60 escalones (perpetuum mobile) , realizado en 1999, es un vídeo en el que el artista desnudo asciende con esfuerzo unos escalones que posteriormente descubrimos que no conducen sino al punto de partida, un bucle en el que el esfuerzo es derrochado y la esperanza de salida inexistente. Lo que en un principio parecía esfuerzo de avance o superación, se revela posteriormente como siniestro mecanismo de repetición. La idea de movimiento perpetuo constituyó, en el mundo previo a la máquina de vapor, la refutación -aún antes de ser formulado- del tercer principio de la termodinámica: una utopía de energía autogenerada.

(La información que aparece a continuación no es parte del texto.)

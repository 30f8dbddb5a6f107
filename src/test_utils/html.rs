use axum::{body::Body, response::Response};
use scraper::{ElementRef, Html, Selector};

async fn response_text(response: Response<Body>) -> String {
    let body = axum::body::to_bytes(response.into_body(), usize::MAX)
        .await
        .expect("Could not get response body");

    String::from_utf8_lossy(&body).to_string()
}

pub(crate) async fn parse_html_document(response: Response<Body>) -> Html {
    Html::parse_document(&response_text(response).await)
}

pub(crate) async fn parse_html_fragment(response: Response<Body>) -> Html {
    Html::parse_fragment(&response_text(response).await)
}

#[track_caller]
pub(crate) fn assert_valid_html(html: &Html) {
    assert!(
        html.errors.is_empty(),
        "Got HTML parsing errors: {:?}",
        html.errors
    );
}

/// Get the trimmed text of every element matching `selector`.
#[track_caller]
pub(crate) fn select_text(html: &Html, selector: &str) -> Vec<String> {
    let selector = Selector::parse(selector).unwrap();

    html.select(&selector)
        .map(|element: ElementRef<'_>| element.text().collect::<String>().trim().to_owned())
        .collect()
}

/// Get the rows of the first table body, each row as the trimmed text of its cells.
#[track_caller]
pub(crate) fn table_rows(html: &Html) -> Vec<Vec<String>> {
    let row_selector = Selector::parse("tbody tr").unwrap();
    let cell_selector = Selector::parse("td").unwrap();

    html.select(&row_selector)
        .map(|row| {
            row.select(&cell_selector)
                .map(|cell| cell.text().collect::<String>().trim().to_owned())
                .collect()
        })
        .collect()
}

/// Assert that `html` holds an alert whose text contains `want_message`.
#[track_caller]
pub(crate) fn assert_alert_contains(html: &Html, want_message: &str) {
    let alerts = select_text(html, "[role=alert]");

    assert!(
        alerts.iter().any(|alert| alert.contains(want_message)),
        "want an alert containing {want_message:?}, got {alerts:?}"
    );
}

Cuando Walther Nerst formuló definitivamente que el movimiento autoinducido era imposible, que el "movimiento perpetuo" era sólo una ilusión metafísica, la utopía se convirtió en castigo de repetición, en esfuerzo sin recompensa. Desde la energía perpetua pasamos al infinito repetirse de un castigo sin perdón; desde la utopía científica al laberinto borgiano: del optimismo a la desolación. Tampoco la cama de Un sueño largo , lugar de descanso y de encuentro entre los cuerpos, está en condiciones de ofrecer ni reposo ni placer, sino sólo la perspectiva acelerada de una pesadilla, una prolongación que posterga otra vez más el goce.
El trabajo de Javier Pérez, en su afinada estética fin-de-siècle , puede resultar pesimista, pero tiene también el mérito de disolver muchos optimismos infundados. Habla del conflicto y de los callejones sin salida del cuerpo, pero nos consuela con la aspiración a un lugar en el que la postergación del deseo sea ilegal.